You asked me "who would you say have been Watts' successors in popularizing Buddhism, Zen and the Tao? Any recommendations?"

The major history on the opening of the west to Buddhism is "How the Swans Came to the Lake" by Rick Fields and is a very nice read.

The two major figures internationally are of course the Dalai Lama and Thich Nhat Hanh, both of whom have many books out.

A good one by Thich Nhat Hanh about the Life of the Buddha and his teachings is the story told by a fictionalized buffalo boy in "Old Path White Clouds".

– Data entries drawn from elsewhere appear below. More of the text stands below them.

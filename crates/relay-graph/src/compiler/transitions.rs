//! Minimal resource-state transition planning.
//!
//! For every resource the uses are lined up in topological order and each use
//! gets a (beg, mid, end) triple: `beg` is whatever the previous use left the
//! resource in, `mid` is the declared use state, `end` equals `mid` except for
//! the last use, which restores the chain's seed state. For external
//! resources the seed is the declared initial/final state pair; internal
//! resources are created in the seed state and their chain closes back to it,
//! so replaying the same barriers every frame stays valid. A barrier is only
//! recorded where the triple actually changes, so a chain of same-state reads
//! costs nothing.

use slotmap::SecondaryMap;

use relay_hal::ResourceState;

use crate::{
    graph::{FrameGraph, PassKey},
    resources::ResourceKey,
};

use super::order::OrderedGraph;

///A planned transition, resolved to a concrete backing at record time.
#[derive(Debug, Clone, Copy, PartialEq, Eq)]
pub(crate) struct CompiledBarrier {
    pub resource: ResourceKey,
    pub from: ResourceState,
    pub to: ResourceState,
}

pub(crate) struct TransitionPlan {
    ///Barriers recorded before a pass's callback runs.
    pub entry: SecondaryMap<PassKey, Vec<CompiledBarrier>>,
    ///Barriers recorded after it, closing the per-frame chain.
    pub exit: SecondaryMap<PassKey, Vec<CompiledBarrier>>,
    ///State each internal resource must be created in: the declared initial
    /// state, or the first use's state when the declaration was [Undefined].
    ///
    /// [Undefined]: ResourceState::Undefined
    pub creation: SecondaryMap<ResourceKey, ResourceState>,
    pub barrier_count: usize,
}

pub(crate) fn plan(graph: &FrameGraph, ordered: &OrderedGraph) -> TransitionPlan {
    //uses per resource, ordered by the pass's topological position and
    // deduplicated per pass (extra view bindings repeat the resource)
    let mut uses: SecondaryMap<ResourceKey, Vec<(PassKey, ResourceState)>> =
        graph.resources.keys().map(|k| (k, Vec::new())).collect();
    for pass in &ordered.order {
        let decl = &graph.passes[*pass];
        for res_use in &decl.uses {
            let list = &mut uses[res_use.resource];
            if list.last().is_some_and(|(p, _)| p == pass) {
                continue;
            }
            list.push((*pass, res_use.state));
        }
    }

    let mut entry: SecondaryMap<PassKey, Vec<CompiledBarrier>> =
        graph.passes.keys().map(|k| (k, Vec::new())).collect();
    let mut exit: SecondaryMap<PassKey, Vec<CompiledBarrier>> =
        graph.passes.keys().map(|k| (k, Vec::new())).collect();
    let mut creation: SecondaryMap<ResourceKey, ResourceState> = SecondaryMap::new();
    let mut barrier_count = 0;

    for (resource, decl) in graph.resources.iter() {
        let list = &uses[resource];
        let declared = decl.kind.initial_state();
        //[Undefined] is not a state a chain can return to; internal resources
        // declared that way cycle through their first use's state instead
        let seed = if !decl.kind.is_external()
            && declared == ResourceState::Undefined
            && let Some((_, first)) = list.first()
        {
            *first
        } else {
            declared
        };
        if !decl.kind.is_external() {
            creation.insert(resource, seed);
        }

        let mut carried = seed;
        let Some(last) = list.len().checked_sub(1) else {
            continue;
        };
        for (i, (pass, state)) in list.iter().enumerate() {
            let beg = carried;
            let mid = *state;
            let end = if i == last {
                decl.kind.final_state().unwrap_or(seed)
            } else {
                mid
            };
            if beg != mid {
                entry[*pass].push(CompiledBarrier {
                    resource,
                    from: beg,
                    to: mid,
                });
                barrier_count += 1;
            }
            if mid != end {
                exit[*pass].push(CompiledBarrier {
                    resource,
                    from: mid,
                    to: end,
                });
                barrier_count += 1;
            }
            carried = end;
        }
    }

    TransitionPlan {
        entry,
        exit,
        creation,
        barrier_count,
    }
}

#[cfg(test)]
mod tests {
    use super::*;
    use crate::{compiler::order, graph::PassFn};
    use relay_hal::{Format, HeapKind, ResourceDesc};

    fn noop() -> PassFn {
        Box::new(|_| Ok(()))
    }

    fn texture() -> ResourceDesc {
        ResourceDesc::Texture2d {
            width: 8,
            height: 8,
            format: Format::Rgba8Unorm,
            mip_levels: 1,
        }
    }

    #[test]
    fn chains_are_contiguous() {
        //write -> read -> read on an [Undefined] declaration: created in the
        // first use's state, one transition into ShaderResource, nothing for
        // the repeated read, one closing transition back to the seed
        let mut graph = FrameGraph::new();
        let res = graph.add_internal_resource(
            "target",
            texture(),
            ResourceState::Undefined,
            None,
            HeapKind::Default,
        );
        let a = graph.add_pass("draw", 0, 0, noop());
        let b = graph.add_pass("sample", 0, 0, noop());
        let c = graph.add_pass("sample_again", 0, 0, noop());
        graph.pass_use(a, res, ResourceState::RenderTarget, None).unwrap();
        graph.pass_use(b, res, ResourceState::ShaderResource, None).unwrap();
        graph.pass_use(c, res, ResourceState::ShaderResource, None).unwrap();
        graph.add_dependency(a, b).unwrap();
        graph.add_dependency(b, c).unwrap();

        let ordered = order::sort(&graph).unwrap();
        let plan = plan(&graph, &ordered);
        assert_eq!(plan.creation[res], ResourceState::RenderTarget);
        assert_eq!(plan.barrier_count, 2);
        assert!(plan.entry[a].is_empty());
        assert_eq!(
            plan.entry[b],
            vec![CompiledBarrier {
                resource: res,
                from: ResourceState::RenderTarget,
                to: ResourceState::ShaderResource,
            }]
        );
        assert!(plan.entry[c].is_empty());
        assert_eq!(
            plan.exit[c],
            vec![CompiledBarrier {
                resource: res,
                from: ResourceState::ShaderResource,
                to: ResourceState::RenderTarget,
            }]
        );
    }

    #[test]
    fn internal_chains_close_back_to_the_declared_state() {
        let mut graph = FrameGraph::new();
        let res = graph.add_internal_resource(
            "scratch",
            texture(),
            ResourceState::Common,
            None,
            HeapKind::Default,
        );
        let pass = graph.add_pass("blit", 0, 0, noop());
        graph.pass_use(pass, res, ResourceState::CopyDst, None).unwrap();

        let ordered = order::sort(&graph).unwrap();
        let plan = plan(&graph, &ordered);
        assert_eq!(plan.creation[res], ResourceState::Common);
        assert_eq!(plan.entry[pass][0].from, ResourceState::Common);
        assert_eq!(plan.entry[pass][0].to, ResourceState::CopyDst);
        assert_eq!(plan.exit[pass][0].from, ResourceState::CopyDst);
        assert_eq!(plan.exit[pass][0].to, ResourceState::Common);
        assert_eq!(plan.barrier_count, 2);
    }

    #[test]
    fn external_final_state_is_restored_after_the_last_use() {
        let mut graph = FrameGraph::new();
        let res = graph.add_external_resource(
            "swapchain",
            texture(),
            ResourceState::Present,
            ResourceState::Present,
        );
        let pass = graph.add_pass("draw", 0, 0, noop());
        graph
            .pass_use(pass, res, ResourceState::RenderTarget, None)
            .unwrap();

        let ordered = order::sort(&graph).unwrap();
        let plan = plan(&graph, &ordered);
        assert_eq!(plan.barrier_count, 2);
        assert_eq!(plan.entry[pass][0].to, ResourceState::RenderTarget);
        assert_eq!(plan.exit[pass][0].to, ResourceState::Present);
    }

    #[test]
    fn matching_states_need_no_barrier_at_all() {
        let mut graph = FrameGraph::new();
        let res = graph.add_external_resource(
            "input",
            texture(),
            ResourceState::ShaderResource,
            ResourceState::ShaderResource,
        );
        let pass = graph.add_pass("sample", 0, 0, noop());
        graph
            .pass_use(pass, res, ResourceState::ShaderResource, None)
            .unwrap();

        let ordered = order::sort(&graph).unwrap();
        let plan = plan(&graph, &ordered);
        assert_eq!(plan.barrier_count, 0);
    }

    #[test]
    fn barrier_order_is_stable_across_compiles() {
        let build = || {
            let mut graph = FrameGraph::new();
            let pass = graph.add_pass("everything", 0, 0, noop());
            for i in 0..8 {
                let res = graph.add_internal_resource(
                    format!("res{i}"),
                    texture(),
                    ResourceState::Common,
                    None,
                    HeapKind::Default,
                );
                graph
                    .pass_use(pass, res, ResourceState::ShaderResource, None)
                    .unwrap();
            }
            let ordered = order::sort(&graph).unwrap();
            (plan(&graph, &ordered), pass)
        };

        let (first, pass_a) = build();
        let (second, pass_b) = build();
        assert_eq!(first.entry[pass_a], second.entry[pass_b]);
        assert_eq!(first.exit[pass_a], second.exit[pass_b]);
    }
}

My favorite introductory books to Buddhism are "The Heart of Buddha's Teachings" by Thich Nhat Hanh, "What the Buddha Taught" by Walpola Rahula and "Light on Enlightenment" by Christopher Titmuss. An easy intro is the comic style Introducing Buddha by Jane Hope and Baron Van Loon.

As an introduction to Zen my first choice would be “Taking the Path of Zen” by Robert Aitken, along with the” Zen Flesh, Zen Bones” and “Zen Mind, Beginners Mind”.
One that covers many of the facets of Zen and of Zen in the arts is The World of Zen by Nancy Wilson Ross.

Can't forget Chogyam Trungpa the great and controversial Tibetan teacher. You could start with his The Essential Chogyam Trungpa".

There are so many more incredible teachers and books and I want to acknowledge and thank them all here even though I can't mention them.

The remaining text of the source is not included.